Diverses sources médiatiques au Nigeria ont confirmé à notre correspondant la libération du P. Ajayi, sans fournir plus de détails, notamment si une rançon a été payée ou non pour assurer sa libération en toute sécurité. Les médias nigérians ont également rapporté la libération du prêtre catholique nigérian, Channels Television indiquant qu’« une source familiale » avait confirmé la nouvelle à la chaîne de télévision d’information et de médias basée à Lagos le 9 décembre. « Ce n’est pas encore clair si une rançon a été payée », a rapporté la chaîne de télévision nigériane.

Quelques jours après le P. L’enlèvement d’Ajayi a été signalé alors qu’il revenait d’Ikere, une ville de l’État d’Ekiti, à la paroisse St. Peter Claver du diocèse d’Ondo, le responsable de la communication du diocèse catholique nigérian a déclaré à ACI Afrique : « Rien n’a vraiment été confirmé pour le moment, à part le demande de rançon. Le diocèse travaille avec la police sur la question.

Fr. Samuel Job a ajouté lors de l’interview du 8 décembre : « Il y a déjà eu une demande mais elle n’est pas rendue publique pour des raisons de sécurité. Nous ne voulons pas intensifier les spéculations sur les réseaux sociaux pour donner un avantage aux supposés ravisseurs.
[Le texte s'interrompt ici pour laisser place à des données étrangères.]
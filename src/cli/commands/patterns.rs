//! Patterns Command
//!
//! Retrieves tickets from the configured source and produces a
//! recurring-issue pattern report, AI-assisted when a provider is
//! available.

use std::path::PathBuf;

use chrono::Utc;
use console::style;

use crate::analysis::{build_timeline, open_tickets, run_pattern_analysis};
use crate::cli::util::{cutoff_from_months, load_tickets, maybe_provider};
use crate::config::Config;
use crate::report::{AnalysisReport, write_report};
use crate::source::{ImportFilter, RoleScope};
use crate::types::Result;

/// Options resolved from the command line
#[derive(Debug, Clone, Default)]
pub struct PatternsOptions {
    pub months_back: Option<u32>,
    pub min_occurrences: Option<usize>,
    pub ci: Option<String>,
    pub user: Option<String>,
    pub role: RoleScope,
    pub no_ai: bool,
    pub output: Option<PathBuf>,
}

pub async fn run(config: &Config, options: PatternsOptions) -> Result<()> {
    let months_back = options.months_back.unwrap_or(config.analysis.months_back);
    let min_occurrences = options
        .min_occurrences
        .unwrap_or(config.analysis.min_occurrences);

    let filter = ImportFilter {
        cutoff: cutoff_from_months(months_back),
        ci: options.ci.clone(),
        user: options.user.clone(),
        role: options.role,
    };

    let tickets = load_tickets(config, &filter).await?;
    let provider = maybe_provider(config, options.no_ai).await?;

    let analysis = run_pattern_analysis(provider.as_ref(), &tickets, min_occurrences).await;

    let report = AnalysisReport {
        generated_at: Utc::now().format("%Y-%m-%d %H:%M:%S UTC").to_string(),
        source: config.source.backend.to_string(),
        ticket_count: tickets.len(),
        open_count: open_tickets(&tickets).len(),
        ai_assisted: !analysis.used_fallback,
        patterns: analysis.patterns,
        gaps: Vec::new(),
        timeline: build_timeline(&tickets),
    };

    match &options.output {
        Some(path) => write_report(&report, path)?,
        None => print_report(&report),
    }

    Ok(())
}

fn print_report(report: &AnalysisReport) {
    println!(
        "{} {} tickets, {} open ({})",
        style("Analyzed").bold().green(),
        report.ticket_count,
        report.open_count,
        if report.ai_assisted {
            "AI-assisted"
        } else {
            "basic detection"
        }
    );

    if report.patterns.is_empty() {
        println!("No recurring patterns found.");
        return;
    }

    for pattern in &report.patterns {
        println!();
        println!(
            "{} {}",
            style(&pattern.label).bold(),
            style(format!("×{}", pattern.occurrence_count)).dim()
        );
        if !pattern.first_seen.is_empty() {
            println!("  seen {} to {}", pattern.first_seen, pattern.last_seen);
        }
        if !pattern.ticket_numbers.is_empty() {
            println!("  tickets: {}", pattern.ticket_numbers.join(", "));
        }
        if !pattern.estimated_impact.is_empty() {
            println!("  impact: {}", pattern.estimated_impact);
        }
        if !pattern.suggested_resolution.is_empty() {
            println!("  fix: {}", pattern.suggested_resolution);
        }
    }
}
Dans une déclaration partagée avec ACI Afrique le 8 décembre et mise à la disposition du correspondant de RECOWACERAO NEWS AGENCY, basée à Lagos, la capitale commerciale du Nigeria, le secrétaire du diocèse d’Ondo, a confirmé l’enlèvement et a déclaré que les ravisseurs « faisaient des demandes ».

Fr. Les ravisseurs d’Ajayi « lui ont fait appeler deux prêtres du diocèse vers 23 h 30. le même jour pour les informer de son enlèvement », Victor Ibiyemi a déclaré en référence aux événements du 6 décembre.

Le Daily Post, une publication nigériane, a rapporté que les ravisseurs réclamaient 20 millions de nairas (48 650,00 $ US) pour la libération du prêtre catholique de 49 ans.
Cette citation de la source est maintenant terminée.